Records shown -
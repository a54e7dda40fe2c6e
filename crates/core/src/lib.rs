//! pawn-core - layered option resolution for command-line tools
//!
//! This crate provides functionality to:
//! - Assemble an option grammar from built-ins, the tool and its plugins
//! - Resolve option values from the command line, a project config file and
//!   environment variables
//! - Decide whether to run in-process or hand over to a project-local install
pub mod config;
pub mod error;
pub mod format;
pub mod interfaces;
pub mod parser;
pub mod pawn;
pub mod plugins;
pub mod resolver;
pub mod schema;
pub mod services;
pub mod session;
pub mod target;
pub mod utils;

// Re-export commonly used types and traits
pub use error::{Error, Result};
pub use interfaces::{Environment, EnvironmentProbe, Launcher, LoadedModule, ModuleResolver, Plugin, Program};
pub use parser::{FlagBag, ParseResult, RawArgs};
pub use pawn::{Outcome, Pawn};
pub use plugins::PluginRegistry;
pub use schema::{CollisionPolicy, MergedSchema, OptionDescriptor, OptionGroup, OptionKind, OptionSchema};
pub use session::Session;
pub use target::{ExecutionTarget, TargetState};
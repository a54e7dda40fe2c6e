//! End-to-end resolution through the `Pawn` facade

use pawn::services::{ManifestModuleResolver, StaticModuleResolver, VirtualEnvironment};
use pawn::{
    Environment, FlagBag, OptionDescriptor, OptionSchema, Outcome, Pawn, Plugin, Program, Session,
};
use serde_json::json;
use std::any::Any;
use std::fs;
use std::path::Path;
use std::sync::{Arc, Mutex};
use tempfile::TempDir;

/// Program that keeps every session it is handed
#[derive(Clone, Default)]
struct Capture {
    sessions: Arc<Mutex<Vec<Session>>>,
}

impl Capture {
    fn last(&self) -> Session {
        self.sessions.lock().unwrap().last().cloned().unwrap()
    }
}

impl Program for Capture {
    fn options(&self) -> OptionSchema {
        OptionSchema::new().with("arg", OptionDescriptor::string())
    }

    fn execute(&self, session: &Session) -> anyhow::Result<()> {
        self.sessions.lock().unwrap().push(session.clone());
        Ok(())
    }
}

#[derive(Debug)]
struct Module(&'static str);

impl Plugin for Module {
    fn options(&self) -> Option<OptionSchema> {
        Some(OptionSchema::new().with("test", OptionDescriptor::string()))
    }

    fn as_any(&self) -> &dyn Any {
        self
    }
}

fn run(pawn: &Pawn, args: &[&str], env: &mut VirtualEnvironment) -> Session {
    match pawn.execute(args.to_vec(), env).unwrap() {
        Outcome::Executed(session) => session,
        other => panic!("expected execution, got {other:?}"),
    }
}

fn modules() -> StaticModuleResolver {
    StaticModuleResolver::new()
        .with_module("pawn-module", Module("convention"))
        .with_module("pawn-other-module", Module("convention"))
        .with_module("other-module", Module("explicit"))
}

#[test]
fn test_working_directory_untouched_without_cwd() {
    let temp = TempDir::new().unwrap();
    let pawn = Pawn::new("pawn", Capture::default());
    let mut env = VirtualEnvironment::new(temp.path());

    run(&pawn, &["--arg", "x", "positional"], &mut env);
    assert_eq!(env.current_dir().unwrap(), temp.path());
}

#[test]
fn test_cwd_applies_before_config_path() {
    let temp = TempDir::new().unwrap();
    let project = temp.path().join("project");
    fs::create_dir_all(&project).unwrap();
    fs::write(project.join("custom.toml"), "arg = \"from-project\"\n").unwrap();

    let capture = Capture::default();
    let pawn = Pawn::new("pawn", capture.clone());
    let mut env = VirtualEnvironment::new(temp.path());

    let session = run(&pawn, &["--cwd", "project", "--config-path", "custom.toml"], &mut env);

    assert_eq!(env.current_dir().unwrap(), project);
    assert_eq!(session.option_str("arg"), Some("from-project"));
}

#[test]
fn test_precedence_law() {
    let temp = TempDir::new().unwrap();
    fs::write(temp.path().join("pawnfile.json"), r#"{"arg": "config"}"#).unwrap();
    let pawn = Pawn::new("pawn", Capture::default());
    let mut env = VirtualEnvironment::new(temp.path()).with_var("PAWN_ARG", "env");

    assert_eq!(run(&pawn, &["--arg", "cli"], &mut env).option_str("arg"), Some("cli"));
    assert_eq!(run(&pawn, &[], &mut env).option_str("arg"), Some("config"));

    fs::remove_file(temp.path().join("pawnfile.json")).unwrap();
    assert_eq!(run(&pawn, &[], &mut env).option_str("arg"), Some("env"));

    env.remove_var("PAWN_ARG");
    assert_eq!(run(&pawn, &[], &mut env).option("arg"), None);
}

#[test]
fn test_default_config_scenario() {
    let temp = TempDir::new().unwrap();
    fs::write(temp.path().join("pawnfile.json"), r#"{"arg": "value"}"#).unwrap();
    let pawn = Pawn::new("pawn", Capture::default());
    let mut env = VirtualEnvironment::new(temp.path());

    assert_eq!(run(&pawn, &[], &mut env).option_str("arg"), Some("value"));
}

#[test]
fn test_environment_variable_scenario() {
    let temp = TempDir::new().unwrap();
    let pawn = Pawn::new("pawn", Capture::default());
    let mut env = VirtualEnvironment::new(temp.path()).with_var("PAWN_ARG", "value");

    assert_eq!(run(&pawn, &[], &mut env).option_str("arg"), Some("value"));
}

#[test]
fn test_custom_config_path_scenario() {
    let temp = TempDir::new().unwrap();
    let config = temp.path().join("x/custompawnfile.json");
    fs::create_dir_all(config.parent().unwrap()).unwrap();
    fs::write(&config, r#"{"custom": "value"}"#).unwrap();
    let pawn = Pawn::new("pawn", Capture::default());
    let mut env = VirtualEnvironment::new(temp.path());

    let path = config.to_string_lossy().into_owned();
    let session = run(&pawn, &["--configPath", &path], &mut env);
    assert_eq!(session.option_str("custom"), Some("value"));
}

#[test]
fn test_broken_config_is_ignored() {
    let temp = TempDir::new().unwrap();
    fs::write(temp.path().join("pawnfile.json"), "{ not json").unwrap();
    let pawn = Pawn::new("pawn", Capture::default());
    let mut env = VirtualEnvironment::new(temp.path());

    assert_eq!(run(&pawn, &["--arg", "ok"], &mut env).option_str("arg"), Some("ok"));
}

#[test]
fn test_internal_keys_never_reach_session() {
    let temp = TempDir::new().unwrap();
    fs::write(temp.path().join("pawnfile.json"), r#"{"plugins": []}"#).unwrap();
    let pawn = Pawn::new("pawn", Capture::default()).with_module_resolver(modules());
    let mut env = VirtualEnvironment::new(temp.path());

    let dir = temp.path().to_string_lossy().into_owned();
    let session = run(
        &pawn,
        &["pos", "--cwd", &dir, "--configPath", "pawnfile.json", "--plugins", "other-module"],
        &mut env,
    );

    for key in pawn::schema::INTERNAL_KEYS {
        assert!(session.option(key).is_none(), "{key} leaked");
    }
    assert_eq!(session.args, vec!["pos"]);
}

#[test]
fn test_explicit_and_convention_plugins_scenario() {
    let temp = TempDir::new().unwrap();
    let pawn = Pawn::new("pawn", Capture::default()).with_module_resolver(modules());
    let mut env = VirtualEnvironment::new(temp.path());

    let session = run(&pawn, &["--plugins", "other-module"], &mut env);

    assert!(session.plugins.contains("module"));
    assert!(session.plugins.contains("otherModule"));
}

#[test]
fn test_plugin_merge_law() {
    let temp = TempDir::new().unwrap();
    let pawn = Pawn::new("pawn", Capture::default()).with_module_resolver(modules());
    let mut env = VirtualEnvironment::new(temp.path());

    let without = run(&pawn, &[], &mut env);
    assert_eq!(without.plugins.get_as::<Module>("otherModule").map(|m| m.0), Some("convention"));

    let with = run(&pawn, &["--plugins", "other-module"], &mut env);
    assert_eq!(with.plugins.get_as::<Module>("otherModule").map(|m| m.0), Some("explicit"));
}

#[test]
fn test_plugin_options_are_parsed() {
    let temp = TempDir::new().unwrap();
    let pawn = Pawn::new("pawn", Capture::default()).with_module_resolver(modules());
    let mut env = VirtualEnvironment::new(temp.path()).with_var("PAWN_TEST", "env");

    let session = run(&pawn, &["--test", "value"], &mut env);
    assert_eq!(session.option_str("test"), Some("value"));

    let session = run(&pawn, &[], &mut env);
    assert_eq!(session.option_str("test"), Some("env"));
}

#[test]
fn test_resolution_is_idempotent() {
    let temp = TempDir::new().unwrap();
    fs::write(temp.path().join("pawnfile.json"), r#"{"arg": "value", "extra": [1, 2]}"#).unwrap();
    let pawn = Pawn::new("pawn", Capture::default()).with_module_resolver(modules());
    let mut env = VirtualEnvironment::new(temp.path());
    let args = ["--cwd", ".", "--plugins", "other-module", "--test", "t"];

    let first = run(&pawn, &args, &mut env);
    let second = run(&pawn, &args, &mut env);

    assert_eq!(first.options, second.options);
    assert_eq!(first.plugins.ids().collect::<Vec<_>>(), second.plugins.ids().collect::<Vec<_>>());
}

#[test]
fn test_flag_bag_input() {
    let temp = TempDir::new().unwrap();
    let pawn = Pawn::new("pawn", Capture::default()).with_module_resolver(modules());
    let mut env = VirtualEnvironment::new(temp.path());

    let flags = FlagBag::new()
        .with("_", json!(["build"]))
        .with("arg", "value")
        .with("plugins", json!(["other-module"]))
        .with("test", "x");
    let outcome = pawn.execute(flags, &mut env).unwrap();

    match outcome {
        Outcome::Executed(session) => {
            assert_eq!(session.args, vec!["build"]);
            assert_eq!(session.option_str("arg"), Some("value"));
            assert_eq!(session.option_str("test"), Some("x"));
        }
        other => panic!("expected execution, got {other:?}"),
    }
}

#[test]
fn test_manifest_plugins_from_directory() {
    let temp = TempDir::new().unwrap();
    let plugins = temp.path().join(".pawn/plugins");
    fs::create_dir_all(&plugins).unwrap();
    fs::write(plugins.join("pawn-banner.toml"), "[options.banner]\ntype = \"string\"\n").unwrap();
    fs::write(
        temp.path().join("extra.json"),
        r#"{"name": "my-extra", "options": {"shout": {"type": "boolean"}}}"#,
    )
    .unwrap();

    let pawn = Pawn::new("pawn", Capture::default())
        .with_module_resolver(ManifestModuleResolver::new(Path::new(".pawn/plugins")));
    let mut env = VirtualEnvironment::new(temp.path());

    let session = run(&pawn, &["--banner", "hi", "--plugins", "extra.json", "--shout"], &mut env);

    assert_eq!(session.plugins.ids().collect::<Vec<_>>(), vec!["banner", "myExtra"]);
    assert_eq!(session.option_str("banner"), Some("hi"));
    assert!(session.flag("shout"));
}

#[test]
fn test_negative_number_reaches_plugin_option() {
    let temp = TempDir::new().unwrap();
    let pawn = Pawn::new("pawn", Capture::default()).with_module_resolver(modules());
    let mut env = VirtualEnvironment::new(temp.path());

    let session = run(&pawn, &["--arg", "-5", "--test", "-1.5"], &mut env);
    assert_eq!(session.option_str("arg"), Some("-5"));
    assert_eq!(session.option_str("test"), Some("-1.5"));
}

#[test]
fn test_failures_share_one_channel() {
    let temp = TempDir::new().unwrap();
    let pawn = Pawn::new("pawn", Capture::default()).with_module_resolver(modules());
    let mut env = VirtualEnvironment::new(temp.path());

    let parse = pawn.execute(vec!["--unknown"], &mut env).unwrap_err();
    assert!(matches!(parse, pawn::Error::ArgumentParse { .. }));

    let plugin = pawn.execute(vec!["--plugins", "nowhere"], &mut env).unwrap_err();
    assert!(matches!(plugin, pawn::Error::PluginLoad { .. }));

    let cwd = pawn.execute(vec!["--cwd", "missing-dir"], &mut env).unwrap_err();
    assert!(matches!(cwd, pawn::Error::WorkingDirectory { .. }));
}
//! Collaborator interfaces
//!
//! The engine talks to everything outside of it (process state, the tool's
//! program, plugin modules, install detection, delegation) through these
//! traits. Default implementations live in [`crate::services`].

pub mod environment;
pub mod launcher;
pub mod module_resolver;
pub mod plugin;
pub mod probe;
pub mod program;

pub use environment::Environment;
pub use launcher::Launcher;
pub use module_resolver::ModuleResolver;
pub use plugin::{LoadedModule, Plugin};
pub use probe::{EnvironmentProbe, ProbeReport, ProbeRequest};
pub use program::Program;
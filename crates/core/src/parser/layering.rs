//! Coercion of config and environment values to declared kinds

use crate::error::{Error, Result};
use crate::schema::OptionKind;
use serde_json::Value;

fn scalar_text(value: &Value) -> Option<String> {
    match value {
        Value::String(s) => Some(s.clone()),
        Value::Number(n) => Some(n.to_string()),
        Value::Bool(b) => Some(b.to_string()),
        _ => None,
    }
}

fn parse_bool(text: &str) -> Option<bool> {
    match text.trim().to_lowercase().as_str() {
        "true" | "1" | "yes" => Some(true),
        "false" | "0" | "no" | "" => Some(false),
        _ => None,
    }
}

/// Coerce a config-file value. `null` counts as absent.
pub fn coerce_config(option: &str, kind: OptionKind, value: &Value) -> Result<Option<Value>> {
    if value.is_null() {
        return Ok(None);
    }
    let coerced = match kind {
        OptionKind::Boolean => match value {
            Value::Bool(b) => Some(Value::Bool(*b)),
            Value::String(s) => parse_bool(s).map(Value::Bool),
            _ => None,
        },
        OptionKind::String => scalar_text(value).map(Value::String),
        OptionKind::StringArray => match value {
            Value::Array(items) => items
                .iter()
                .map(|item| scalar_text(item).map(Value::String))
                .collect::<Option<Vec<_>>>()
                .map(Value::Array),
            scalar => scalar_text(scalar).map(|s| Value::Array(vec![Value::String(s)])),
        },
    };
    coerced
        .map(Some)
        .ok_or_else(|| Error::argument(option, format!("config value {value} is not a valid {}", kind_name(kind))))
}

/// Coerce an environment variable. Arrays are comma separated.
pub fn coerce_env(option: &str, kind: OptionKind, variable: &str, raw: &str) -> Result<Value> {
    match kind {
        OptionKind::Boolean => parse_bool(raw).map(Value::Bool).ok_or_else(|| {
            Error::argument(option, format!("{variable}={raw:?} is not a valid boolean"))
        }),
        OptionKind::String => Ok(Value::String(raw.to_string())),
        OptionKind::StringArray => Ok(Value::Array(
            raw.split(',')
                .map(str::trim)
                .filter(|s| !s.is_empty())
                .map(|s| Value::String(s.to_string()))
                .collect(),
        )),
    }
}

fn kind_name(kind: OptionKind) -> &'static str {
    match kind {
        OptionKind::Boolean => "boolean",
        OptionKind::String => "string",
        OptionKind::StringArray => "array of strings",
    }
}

Assignment -
Whenever a line in the entries holds the word "command", copy that line.

Response for this exercise -
//! pawn-core - layered option resolution for command-line tools
//! - Resolve option values from the command line, a project config file and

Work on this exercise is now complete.